Next, we mapped amino acids with contributions of more than 0.3 to each component in the sparse loading plots on the mSin3B PAH1–REST/NRSF complex (PDB code: 2CZY) (Fig. 5). The main contributions to component 1 came from Lys66, Met62, Ile76, Leu59, Phe48 and Phe65. These residues are on the REST/NRSF-contact surface of PAH1, suggesting that, similar to sPCA, component 1 is characterized as strength of ligand binding to the pocket. In addition, these loadings were positively correlated with compound effectiveness in the cell growth inhibition assay.

Figure 5
figure 5

Sparse loadings of the first three components of sPLS-DA mapped on the PAH1–REST/NRSF complex (PDB code: 2CZY). (ac) correspond to sparse loadings of components 1, 2 and 3, respectively. Sparse loadings with a positive correlation for DAOY growth inhibitory activity are shown in red; those with negative correlations are shown in green.

By contrast, the main contribution to component 2 came from Glu28, Ile105, Asp88, Asp36, and Phe58, residues that are located close to the tail or linker. The first three amino acids (Glu28, Ile105, and Asp88), which are positioned far from the REST/NRSF contact surface of PAH1, were negatively correlated with compound effectiveness in the cell growth inhibition assay, suggesting that component 2 is characterized as non-specific bindings to the mSin3B PAH1. In contrast, the last two residues (Asp36 and Phe58), which are located on the contact surface with the neighboring helix, were positively correlated with compound effectiveness in the cell growth inhibition assay suggesting that these two residues are involved in the rearrangement of helix I of PAH1. Thus, component 2 is characterized as a mixed indicator of helix rearrangement and non-specific binding to the mSin3B PAH1 domain.

The main contribution of component 3 came from Ile70, Leu89, and Ser69, which are located in the linker relatively close to the REST/NRSF-contact surface of PAH1, suggesting that this component is characterized as the structural changes of PAH1 after ligand binding. In addition, these residues were positively correlated with compound effectiveness in the cell growth inhibition assay, as in component 1.

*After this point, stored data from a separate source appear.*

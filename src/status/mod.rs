mod catalog;
pub mod descriptor;
pub mod groups;
pub(crate) mod hooks;
pub mod kind;
pub mod request;
pub mod table;
pub mod timer;

pub use descriptor::{
    AuraSpec, DescriptorOverride, EffectDatabase, EffectDescriptor, LinkBreak, LinkSpec,
    ModifierOp, ModifierSpec, PeriodicSpec, ResistFormula, StackPolicy, StatOverride,
    TickAction,
};
pub use groups::{Ailment, CrowdControl, GroupBits, Posture};
pub use kind::EffectKind;
pub use request::{
    Applied, ClearReason, EndCause, Rejected, StartFlags, StartOutcome, StartRequest,
    CHANCE_MAX,
};
pub use table::{ActiveEffect, EffectTable};
pub use timer::{FiredTimer, TimerHandle, TimerQueue, TimerService, TimerTarget};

In fact, two NMR structures (PDB code: 2CR7 and 2CZY) have revealed that the PAH1 domain of mSin3B shows a large structural change when it binds to REST/NRSF. In a previous prediction of CSPs due to this structural change using SHIFTX248, we found that the perturbations around Ile70 were the largest21, which suggests that the active compounds identified here cause structural changes in PAH1 similar to those caused by REST/NRSF.

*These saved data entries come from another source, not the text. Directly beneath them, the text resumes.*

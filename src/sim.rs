//! status-sim 시나리오
//!
//! RON 파일에 엔티티 목록과 시각별 명령을 적어 두고 엔진을 돌려 알림 로그를 얻는다.
//! 엔티티 ID 는 목록 순서대로 1 부터 부여된다.

use std::{path::Path, sync::Arc};

use serde::{Deserialize, Serialize};

use crate::{
    config::EngineConfig,
    entity::{EntityId, EntitySpec, Position},
    error::EngineError,
    notify::Recorder,
    stats::{StatBlock, StatId},
    status::{ClearReason, EffectDatabase, EffectKind, EndCause, StartRequest},
    StatusEngine,
};

#[derive(Debug, Clone, Serialize, Deserialize)]
pub struct Scenario {
    #[serde(default)]
    pub seed: u64,
    pub entities: Vec<EntitySpec>,
    pub steps: Vec<Step>,
}

#[derive(Debug, Clone, Serialize, Deserialize)]
pub struct Step {
    pub at_ms: u64,
    pub action: Action,
}

/// 시작 요청의 시나리오 표기. 생략한 항목은 StartRequest 기본값.
#[derive(Debug, Clone, Serialize, Deserialize)]
pub struct StartStep {
    pub kind: EffectKind,
    #[serde(default)]
    pub level: Option<i32>,
    #[serde(default)]
    pub duration_ms: Option<u64>,
    #[serde(default)]
    pub chance: Option<u32>,
    #[serde(default)]
    pub unconditional: bool,
    #[serde(default)]
    pub fixed_duration: bool,
    #[serde(default)]
    pub partner: Option<EntityId>,
    #[serde(default)]
    pub source: Option<EntityId>,
}

impl StartStep {
    pub fn to_request(&self) -> StartRequest {
        let mut request = StartRequest::new(self.kind);
        if let Some(level) = self.level {
            request = request.level(level);
        }
        if let Some(ms) = self.duration_ms {
            request = request.duration(ms);
        }
        if let Some(chance) = self.chance {
            request = request.chance(chance);
        }
        if self.unconditional {
            request = request.unconditional();
        }
        if self.fixed_duration {
            request = request.fixed_duration();
        }
        if let Some(partner) = self.partner {
            request = request.partner(partner);
        }
        if let Some(source) = self.source {
            request = request.source(source);
        }
        request
    }
}

#[derive(Debug, Clone, Serialize, Deserialize)]
pub enum Action {
    Start { entity: EntityId, start: StartStep },
    End {
        entity: EntityId,
        kind: EffectKind,
        cause: EndCause,
    },
    Dispel { entity: EntityId },
    Kill { entity: EntityId },
    Despawn { entity: EntityId },
    Move { entity: EntityId, x: i32, y: i32 },
    Equip {
        entity: EntityId,
        equipment: Vec<(StatId, i32)>,
    },
}

impl Scenario {
    pub fn from_ron_str(source: &str) -> Result<Self, EngineError> {
        Ok(ron::de::from_str(source)?)
    }

    pub fn load<P: AsRef<Path>>(path: P) -> Result<Self, EngineError> {
        let content = std::fs::read_to_string(path)?;
        Self::from_ron_str(&content)
    }

    /// 시나리오를 끝까지 실행하고 알림 기록을 돌려준다.
    ///
    /// seed 를 주면 시나리오 파일의 값보다 우선한다. 마지막 명령 이후에도 남은
    /// 타이머는 `settle_ms` 만큼 더 진행한다.
    pub fn run(
        &self,
        config: Arc<EngineConfig>,
        db: Arc<EffectDatabase>,
        seed: Option<u64>,
        settle_ms: u64,
    ) -> Result<Recorder, EngineError> {
        let mut engine = StatusEngine::new(config, db, seed.unwrap_or(self.seed));
        for spec in &self.entities {
            engine.spawn(spec.clone());
        }

        let mut steps: Vec<&Step> = self.steps.iter().collect();
        steps.sort_by_key(|step| step.at_ms);

        for step in steps {
            engine.advance(step.at_ms);
            match &step.action {
                Action::Start { entity, start } => {
                    let result = engine.start_effect(*entity, start.to_request());
                    tracing::info!("{}ms start {} on {}: {:?}", step.at_ms, start.kind, entity, result);
                }
                Action::End {
                    entity,
                    kind,
                    cause,
                } => {
                    engine.end_effect(*entity, *kind, *cause)?;
                }
                Action::Dispel { entity } => engine.clear_all(*entity, ClearReason::Dispel)?,
                Action::Kill { entity } => engine.kill(*entity)?,
                Action::Despawn { entity } => engine.despawn(*entity)?,
                Action::Move { entity, x, y } => {
                    engine.set_position(*entity, Position::new(*x, *y))?
                }
                Action::Equip { entity, equipment } => engine
                    .set_equipment(*entity, StatBlock::from_pairs(equipment.iter().copied()))?,
            }
        }

        let end = engine.now_ms().saturating_add(settle_ms);
        engine.advance(end);

        Ok(engine.into_observer())
    }
}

NMR data-guided docking calculation

We used NMR data-guided docking to clarify the differences in complex structure between effective and ineffective compounds that showed strong binding to mSin3B. YN29 (chlorpromazine, an antipsychotic drug) and YN31 (sertraline, an antidepressant and serotonin reuptake inhibitor) were selected as typical effective compounds, while YN3 was selected as a binding but ineffective compound. Each docking structure was calculated by using the HADDOCK/CNS docking protocol49,50,51 (Fig. 6).

Figure 6
figure 6

Structural comparison of PAH1–YN3, PAH1–chlorpromazine, and PAH1–sertraline interactions. (a) Superimpose docking structures of PAH1–YN3 (green), PAH1–chlorpromazine (orange), and PAH1–sertraline (blue) complexes in cartoon representation. For these docking calculations, the PAH1 structure of 2CZY was used as the initial structure. (b) Structural comparison of PAH1–chlorpromazine (right, orange) and PAH1–sertraline (left, blue). (c) Chemical schematic drawing of interactions in the PAH1–chlorpromazine and PAH1–sertraline complexes.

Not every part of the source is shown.